## What the task requires
Look for "Option" in the listing below. Gather each line that contains it.

(Extracted records)

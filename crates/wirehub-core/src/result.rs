//! Convenience result type alias for Wirehub.

use crate::error::AppError;

/// A specialized `Result` type for Wirehub operations.
///
/// This is defined as a convenience so that every crate does not need to
/// write `Result<T, AppError>` explicitly.
pub type AppResult<T> = Result<T, AppError>;
//! Dispatch engine — plugin lifecycle and the event/action buses.
//!
//! The engine owns the set of loaded plugins, the merged route table, and
//! the documentation tags. Loads and unloads funnel through the single
//! write side of one `RwLock`; dispatch takes a read-locked snapshot of the
//! matching handlers before invoking them, so a concurrent unload can never
//! tear an in-flight dispatch.
//!
//! Handlers run sequentially in ascending priority order (lower priority
//! value = earlier), ties broken by insertion order. A handler error or
//! timeout aborts the remaining handlers of that dispatch and propagates to
//! the caller; the engine never isolates handlers from each other.

use std::collections::HashMap;
use std::sync::Arc;
use std::time::Duration;

use serde::Serialize;
use tokio::sync::RwLock;
use tracing::{debug, error, info, warn};

use wirehub_core::config::plugins::PluginsConfig;
use wirehub_core::{AppError, AppResult};

use crate::descriptor::PluginDescriptor;
use crate::discovery::{PluginLoader, should_ignore};
use crate::gate::ConditionGate;
use crate::handler::{HandlerKind, HandlerRecord};
use crate::payload::EventPayload;
use crate::routes::{RouteGuard, RouteMethod, RouteRequest, RouteSpec, RouteTable, TokenRequirement};

/// Documentation tag mirroring a loaded plugin's description.
#[derive(Debug, Clone, Serialize)]
pub struct DocTag {
    /// Plugin name.
    pub name: String,
    /// Plugin description.
    pub description: String,
}

/// Snapshot of a plugin's state, returned by engine queries.
#[derive(Debug, Clone, Serialize)]
pub struct PluginSummary {
    /// Derived dotted name.
    pub name: String,
    /// Whether the plugin is loaded.
    pub loaded: bool,
    /// Short description.
    pub short_description: Option<String>,
    /// Long description.
    pub long_description: Option<String>,
    /// Number of event handlers.
    pub event_handlers: usize,
    /// Number of action handlers.
    pub action_handlers: usize,
    /// Whether the plugin contributed routes.
    pub has_routes: bool,
}

impl From<&PluginDescriptor> for PluginSummary {
    fn from(descriptor: &PluginDescriptor) -> Self {
        Self {
            name: descriptor.name().to_string(),
            loaded: descriptor.loaded(),
            short_description: descriptor.short_description().map(str::to_string),
            long_description: descriptor.long_description().map(str::to_string),
            event_handlers: descriptor.event_handlers(None).len(),
            action_handlers: descriptor.action_handlers(None).len(),
            has_routes: descriptor.has_routes(),
        }
    }
}

/// Ad-hoc plugin query: attribute equality and/or a predicate, combined
/// with AND (`match_all`) or OR.
#[derive(Clone, Default)]
pub struct PluginQuery {
    attrs: HashMap<String, serde_json::Value>,
    predicate: Option<Arc<dyn Fn(&PluginDescriptor) -> bool + Send + Sync>>,
    match_all: bool,
}

impl PluginQuery {
    /// Creates an empty query matching every plugin.
    pub fn new() -> Self {
        Self::default()
    }

    /// Requires a descriptor attribute to equal the given value.
    pub fn attr(mut self, name: &str, value: serde_json::Value) -> Self {
        self.attrs.insert(name.to_string(), value);
        self
    }

    /// Adds a boolean predicate over the descriptor.
    pub fn predicate<F>(mut self, predicate: F) -> Self
    where
        F: Fn(&PluginDescriptor) -> bool + Send + Sync + 'static,
    {
        self.predicate = Some(Arc::new(predicate));
        self
    }

    /// Requires every criterion to hold instead of any.
    pub fn match_all(mut self, match_all: bool) -> Self {
        self.match_all = match_all;
        self
    }

    fn matches(&self, descriptor: &PluginDescriptor) -> bool {
        let mut results = Vec::new();

        for (name, expected) in &self.attrs {
            results.push(descriptor.attr(name).as_ref() == Some(expected));
        }
        if let Some(predicate) = &self.predicate {
            results.push(predicate(descriptor));
        }

        if results.is_empty() {
            return true;
        }
        if self.match_all {
            results.iter().all(|r| *r)
        } else {
            results.iter().any(|r| *r)
        }
    }
}

impl std::fmt::Debug for PluginQuery {
    fn fmt(&self, f: &mut std::fmt::Formatter<'_>) -> std::fmt::Result {
        f.debug_struct("PluginQuery")
            .field("attrs", &self.attrs)
            .field("has_predicate", &self.predicate.is_some())
            .field("match_all", &self.match_all)
            .finish()
    }
}

/// Registration surface handed to a plugin's lifecycle hooks.
///
/// Everything subscribed or added through the registrar is attributed to
/// the plugin and removed when the plugin is unloaded.
pub struct Registrar {
    plugin: String,
    handlers: Vec<HandlerRecord>,
    routes: Vec<RouteSpec>,
}

impl Registrar {
    fn new(plugin: &str) -> Self {
        Self {
            plugin: plugin.to_string(),
            handlers: Vec::new(),
            routes: Vec::new(),
        }
    }

    /// Name of the plugin this registrar is scoped to.
    pub fn plugin(&self) -> &str {
        &self.plugin
    }

    /// Subscribes an event handler imperatively.
    pub fn subscribe_event<F, Fut>(&mut self, name: &str, priority: i32, func: F)
    where
        F: Fn(EventPayload) -> Fut + Send + Sync + 'static,
        Fut: std::future::Future<Output = AppResult<serde_json::Value>> + Send + 'static,
    {
        self.handlers.push(HandlerRecord::event(name, priority, func));
    }

    /// Subscribes a gated event handler imperatively.
    pub fn subscribe_event_gated<F, Fut>(
        &mut self,
        name: &str,
        priority: i32,
        gate: ConditionGate,
        func: F,
    ) where
        F: Fn(EventPayload) -> Fut + Send + Sync + 'static,
        Fut: std::future::Future<Output = AppResult<serde_json::Value>> + Send + 'static,
    {
        self.handlers
            .push(HandlerRecord::event(name, priority, func).with_gate(gate));
    }

    /// Registers an action handler imperatively.
    pub fn subscribe_action<F, Fut>(&mut self, name: &str, priority: i32, func: F)
    where
        F: Fn(EventPayload) -> Fut + Send + Sync + 'static,
        Fut: std::future::Future<Output = AppResult<serde_json::Value>> + Send + 'static,
    {
        self.handlers.push(HandlerRecord::action(name, priority, func));
    }

    /// Adds a route imperatively, mounted under the plugin's prefix.
    pub fn add_route(&mut self, spec: RouteSpec) {
        self.routes.push(spec);
    }
}

impl std::fmt::Debug for Registrar {
    fn fmt(&self, f: &mut std::fmt::Formatter<'_>) -> std::fmt::Result {
        f.debug_struct("Registrar")
            .field("plugin", &self.plugin)
            .field("handlers", &self.handlers.len())
            .field("routes", &self.routes.len())
            .finish()
    }
}

/// Registries guarded by the engine's lock.
#[derive(Debug, Default)]
struct EngineState {
    /// Loaded plugins, in load order.
    plugins: Vec<PluginDescriptor>,
    /// Merged plugin routes.
    routes: RouteTable,
    /// Documentation tags, one per plugin with routes.
    doc_tags: Vec<DocTag>,
}

/// The dispatch engine.
#[derive(Debug)]
pub struct DispatchEngine {
    state: RwLock<EngineState>,
    whitelist: Vec<String>,
    blacklist: Vec<String>,
    handler_timeout: Duration,
}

(End Extracted records)

## Written response
    pub short_description: Option<String>,
    pub long_description: Option<String>,
    predicate: Option<Arc<dyn Fn(&PluginDescriptor) -> bool + Send + Sync>>,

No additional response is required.